▶ **Exercise requirements**: Please copy each line from the entries that contains the string "TradeRecord".

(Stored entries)
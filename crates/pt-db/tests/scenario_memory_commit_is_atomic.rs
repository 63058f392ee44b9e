//! Scenario: In-memory ledger commit semantics
//!
//! # Invariants under test
//!
//! 1. A commit at the current revision applies only the named fields, bumps
//!    the revision, and appends the trade document with its side flag.
//!
//! 2. A commit at a stale revision returns `Conflict` and changes nothing.
//!
//! 3. An injected backend failure changes nothing (no half-written state).
//!
//! 4. Concurrent commits at the same revision: exactly one wins.

use std::sync::Arc;

use pt_db::{LedgerStore, MemoryStore, StoreError};
use pt_schemas::{Account, AccountUpdate, NewAccount, SellContext, TradeRecord};
use rust_decimal_macros::dec;

// ---------------------------------------------------------------------------
// Helpers
// ---------------------------------------------------------------------------

async fn store_with_alice() -> MemoryStore {
    let s = MemoryStore::new();
    s.create_account(NewAccount {
        account_id: "alice".to_string(),
        name: "Alice".to_string(),
        email: None,
        starting_balance: dec!(10000),
    })
    .await
    .unwrap();
    s
}

fn sell_record() -> TradeRecord {
    TradeRecord::sell(
        "AAPL",
        dec!(2),
        dec!(155),
        SellContext {
            requested_quantity: dec!(2),
            ..SellContext::default()
        },
    )
}

// ---------------------------------------------------------------------------
// 1: Field-level update
// ---------------------------------------------------------------------------

#[tokio::test]
async fn balance_only_update_leaves_profit_and_loss() {
    let s = MemoryStore::new();
    s.seed_account(Account {
        account_id: "bob".to_string(),
        name: Some("Bob".to_string()),
        email: None,
        balance: Some(dec!(100)),
        profit: Some(dec!(12.5)),
        loss: None,
        revision: 3,
    })
    .await;

    let stored = s
        .commit_trade("bob", 3, &AccountUpdate::balance_only(dec!(410)), &sell_record())
        .await
        .unwrap();
    assert_eq!(stored.doc["sell"], serde_json::json!(true));
    assert_eq!(stored.doc["side"], serde_json::json!("sell"));

    let bob = s.read_account("bob").await.unwrap().unwrap();
    assert_eq!(bob.balance, Some(dec!(410)));
    assert_eq!(bob.profit, Some(dec!(12.5)));
    assert_eq!(bob.loss, None);
    assert_eq!(bob.revision, 4);
}

// ---------------------------------------------------------------------------
// 2 + 3: Failed commits change nothing
// ---------------------------------------------------------------------------

#[tokio::test]
async fn stale_revision_is_conflict() {
    let s = store_with_alice().await;
    let err = s
        .commit_trade("alice", 1, &AccountUpdate::balance_only(dec!(0)), &sell_record())
        .await
        .unwrap_err();
    assert_eq!(err, StoreError::Conflict { expected: 1, actual: 0 });

    let a = s.read_account("alice").await.unwrap().unwrap();
    assert_eq!(a.balance, Some(dec!(10000)));
    assert_eq!(s.trade_count("alice").await, 0);
}

#[tokio::test]
async fn injected_failure_is_all_or_nothing() {
    let s = store_with_alice().await;
    s.fail_next_commits(1);

    let err = s
        .commit_trade("alice", 0, &AccountUpdate::balance_only(dec!(0)), &sell_record())
        .await
        .unwrap_err();
    assert!(matches!(err, StoreError::Backend(_)));

    let a = s.read_account("alice").await.unwrap().unwrap();
    assert_eq!(a.balance, Some(dec!(10000)));
    assert_eq!(a.revision, 0);
    assert_eq!(s.trade_count("alice").await, 0);

    // Next commit goes through.
    s.commit_trade("alice", 0, &AccountUpdate::balance_only(dec!(1)), &sell_record())
        .await
        .unwrap();
    assert_eq!(s.trade_count("alice").await, 1);
}

#[tokio::test]
async fn unknown_account_is_not_found() {
    let s = MemoryStore::new();
    let err = s
        .commit_trade("ghost", 0, &AccountUpdate::default(), &sell_record())
        .await
        .unwrap_err();
    assert_eq!(
        err,
        StoreError::NotFound {
            account_id: "ghost".to_string()
        }
    );
}

// ---------------------------------------------------------------------------
// 4: One winner per revision
// ---------------------------------------------------------------------------

#[tokio::test(flavor = "multi_thread", worker_threads = 4)]
async fn concurrent_commits_at_same_revision_have_one_winner() {
    let s = Arc::new(store_with_alice().await);

    let mut handles = Vec::new();
    for i in 0..8 {
        let s = Arc::clone(&s);
        handles.push(tokio::spawn(async move {
            s.commit_trade(
                "alice",
                0,
                &AccountUpdate::balance_only(rust_decimal::Decimal::from(i)),
                &sell_record(),
            )
            .await
        }));
    }

    let mut wins = 0;
    for h in handles {
        match h.await.unwrap() {
            Ok(_) => wins += 1,
            Err(StoreError::Conflict { expected: 0, actual: 1 }) => {}
            Err(e) => panic!("unexpected error: {e}"),
        }
    }
    assert_eq!(wins, 1);
    assert_eq!(s.trade_count("alice").await, 1);
    assert_eq!(s.read_account("alice").await.unwrap().unwrap().revision, 1);
}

▶ **Task output**:
use pt_schemas::{Account, AccountUpdate, NewAccount, SellContext, TradeRecord};
fn sell_record() -> TradeRecord {
    TradeRecord::sell(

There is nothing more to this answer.